### TASK DESCRIPTION
The records must be repeated exactly and in their entirety.

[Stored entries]
*** Begin section ***
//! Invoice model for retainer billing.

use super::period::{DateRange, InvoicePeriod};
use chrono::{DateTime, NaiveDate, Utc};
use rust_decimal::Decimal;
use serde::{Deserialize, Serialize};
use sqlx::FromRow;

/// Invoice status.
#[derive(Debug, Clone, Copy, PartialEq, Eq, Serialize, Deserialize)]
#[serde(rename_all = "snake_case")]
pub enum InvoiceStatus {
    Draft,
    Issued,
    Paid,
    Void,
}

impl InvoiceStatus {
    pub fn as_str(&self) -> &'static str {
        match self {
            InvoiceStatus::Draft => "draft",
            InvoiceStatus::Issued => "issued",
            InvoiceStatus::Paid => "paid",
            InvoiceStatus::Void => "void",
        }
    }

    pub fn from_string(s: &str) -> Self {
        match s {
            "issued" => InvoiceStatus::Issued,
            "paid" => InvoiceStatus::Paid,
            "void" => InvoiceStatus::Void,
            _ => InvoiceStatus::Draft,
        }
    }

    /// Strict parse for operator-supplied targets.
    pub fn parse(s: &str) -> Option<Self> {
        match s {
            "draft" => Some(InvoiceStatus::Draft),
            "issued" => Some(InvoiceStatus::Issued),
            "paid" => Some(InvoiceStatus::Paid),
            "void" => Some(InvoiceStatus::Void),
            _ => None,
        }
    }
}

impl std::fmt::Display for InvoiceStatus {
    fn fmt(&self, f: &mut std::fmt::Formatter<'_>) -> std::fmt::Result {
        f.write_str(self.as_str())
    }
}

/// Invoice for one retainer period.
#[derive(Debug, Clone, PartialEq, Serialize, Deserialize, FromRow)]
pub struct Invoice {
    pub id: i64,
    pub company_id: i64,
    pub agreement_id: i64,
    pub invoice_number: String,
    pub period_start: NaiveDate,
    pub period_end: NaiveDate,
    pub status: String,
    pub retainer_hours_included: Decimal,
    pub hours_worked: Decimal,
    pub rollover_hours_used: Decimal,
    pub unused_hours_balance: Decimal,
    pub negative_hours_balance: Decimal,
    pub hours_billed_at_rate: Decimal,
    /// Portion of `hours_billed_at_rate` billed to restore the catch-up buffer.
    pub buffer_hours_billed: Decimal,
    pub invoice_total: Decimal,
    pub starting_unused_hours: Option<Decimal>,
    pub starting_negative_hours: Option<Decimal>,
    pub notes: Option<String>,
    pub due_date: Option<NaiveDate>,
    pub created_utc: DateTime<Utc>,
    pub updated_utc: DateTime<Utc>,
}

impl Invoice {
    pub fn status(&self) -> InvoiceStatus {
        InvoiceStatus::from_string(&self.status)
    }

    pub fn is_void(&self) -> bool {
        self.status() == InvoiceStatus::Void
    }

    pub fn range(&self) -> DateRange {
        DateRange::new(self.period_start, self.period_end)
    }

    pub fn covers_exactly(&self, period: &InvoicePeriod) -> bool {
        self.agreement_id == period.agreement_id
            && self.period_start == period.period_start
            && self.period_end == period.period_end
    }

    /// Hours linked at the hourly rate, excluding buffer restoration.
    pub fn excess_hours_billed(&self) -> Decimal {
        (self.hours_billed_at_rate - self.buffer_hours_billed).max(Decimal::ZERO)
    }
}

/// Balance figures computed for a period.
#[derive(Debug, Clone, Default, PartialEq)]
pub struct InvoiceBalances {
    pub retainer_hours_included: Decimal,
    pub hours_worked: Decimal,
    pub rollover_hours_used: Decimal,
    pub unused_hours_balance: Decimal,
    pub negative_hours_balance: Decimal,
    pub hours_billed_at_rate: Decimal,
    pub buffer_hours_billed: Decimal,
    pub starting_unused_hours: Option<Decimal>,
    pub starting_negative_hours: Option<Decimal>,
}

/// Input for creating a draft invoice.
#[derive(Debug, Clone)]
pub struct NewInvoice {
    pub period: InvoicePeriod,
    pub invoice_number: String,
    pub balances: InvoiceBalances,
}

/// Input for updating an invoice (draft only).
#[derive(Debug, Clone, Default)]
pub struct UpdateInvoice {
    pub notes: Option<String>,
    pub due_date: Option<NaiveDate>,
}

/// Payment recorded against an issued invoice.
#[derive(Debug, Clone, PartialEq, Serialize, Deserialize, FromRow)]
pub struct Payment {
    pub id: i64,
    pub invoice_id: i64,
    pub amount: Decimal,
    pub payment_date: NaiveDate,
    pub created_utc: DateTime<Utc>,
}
*** End section ***
### RESPONSE TO THIS TASK
//! Invoice model for retainer billing.

use super::period::{DateRange, InvoicePeriod};
use chrono::{DateTime, NaiveDate, Utc};
use rust_decimal::Decimal;
use serde::{Deserialize, Serialize};
use sqlx::FromRow;

/// Invoice status.
#[derive(Debug, Clone, Copy, PartialEq, Eq, Serialize, Deserialize)]
#[serde(rename_all = "snake_case")]
pub enum InvoiceStatus {
    Draft,
    Issued,
    Paid,
    Void,
}

impl InvoiceStatus {
    pub fn as_str(&self) -> &'static str {
        match self {
            InvoiceStatus::Draft => "draft",
            InvoiceStatus::Issued => "issued",
            InvoiceStatus::Paid => "paid",
            InvoiceStatus::Void => "void",
        }
    }

    pub fn from_string(s: &str) -> Self {
        match s {
            "issued" => InvoiceStatus::Issued,
            "paid" => InvoiceStatus::Paid,
            "void" => InvoiceStatus::Void,
            _ => InvoiceStatus::Draft,
        }
    }

    /// Strict parse for operator-supplied targets.
    pub fn parse(s: &str) -> Option<Self> {
        match s {
            "draft" => Some(InvoiceStatus::Draft),
            "issued" => Some(InvoiceStatus::Issued),
            "paid" => Some(InvoiceStatus::Paid),
            "void" => Some(InvoiceStatus::Void),
            _ => None,
        }
    }
}

impl std::fmt::Display for InvoiceStatus {
    fn fmt(&self, f: &mut std::fmt::Formatter<'_>) -> std::fmt::Result {
        f.write_str(self.as_str())
    }
}

/// Invoice for one retainer period.
#[derive(Debug, Clone, PartialEq, Serialize, Deserialize, FromRow)]
pub struct Invoice {
    pub id: i64,
    pub company_id: i64,
    pub agreement_id: i64,
    pub invoice_number: String,
    pub period_start: NaiveDate,
    pub period_end: NaiveDate,
    pub status: String,
    pub retainer_hours_included: Decimal,
    pub hours_worked: Decimal,
    pub rollover_hours_used: Decimal,
    pub unused_hours_balance: Decimal,
    pub negative_hours_balance: Decimal,
    pub hours_billed_at_rate: Decimal,
    /// Portion of `hours_billed_at_rate` billed to restore the catch-up buffer.
    pub buffer_hours_billed: Decimal,
    pub invoice_total: Decimal,
    pub starting_unused_hours: Option<Decimal>,
    pub starting_negative_hours: Option<Decimal>,
    pub notes: Option<String>,
    pub due_date: Option<NaiveDate>,
    pub created_utc: DateTime<Utc>,
    pub updated_utc: DateTime<Utc>,
}

impl Invoice {
    pub fn status(&self) -> InvoiceStatus {
        InvoiceStatus::from_string(&self.status)
    }

    pub fn is_void(&self) -> bool {
        self.status() == InvoiceStatus::Void
    }

    pub fn range(&self) -> DateRange {
        DateRange::new(self.period_start, self.period_end)
    }

    pub fn covers_exactly(&self, period: &InvoicePeriod) -> bool {
        self.agreement_id == period.agreement_id
            && self.period_start == period.period_start
            && self.period_end == period.period_end
    }

    /// Hours linked at the hourly rate, excluding buffer restoration.
    pub fn excess_hours_billed(&self) -> Decimal {
        (self.hours_billed_at_rate - self.buffer_hours_billed).max(Decimal::ZERO)
    }
}

/// Balance figures computed for a period.
#[derive(Debug, Clone, Default, PartialEq)]
pub struct InvoiceBalances {
    pub retainer_hours_included: Decimal,
    pub hours_worked: Decimal,
    pub rollover_hours_used: Decimal,
    pub unused_hours_balance: Decimal,
    pub negative_hours_balance: Decimal,
    pub hours_billed_at_rate: Decimal,
    pub buffer_hours_billed: Decimal,
    pub starting_unused_hours: Option<Decimal>,
    pub starting_negative_hours: Option<Decimal>,
}

/// Input for creating a draft invoice.
#[derive(Debug, Clone)]
pub struct NewInvoice {
    pub period: InvoicePeriod,
    pub invoice_number: String,
    pub balances: InvoiceBalances,
}

/// Input for updating an invoice (draft only).
#[derive(Debug, Clone, Default)]
pub struct UpdateInvoice {
    pub notes: Option<String>,
    pub due_date: Option<NaiveDate>,
}

/// Payment recorded against an issued invoice.
#[derive(Debug, Clone, PartialEq, Serialize, Deserialize, FromRow)]
pub struct Payment {
    pub id: i64,
    pub invoice_id: i64,
    pub amount: Decimal,
    pub payment_date: NaiveDate,
    pub created_utc: DateTime<Utc>,
}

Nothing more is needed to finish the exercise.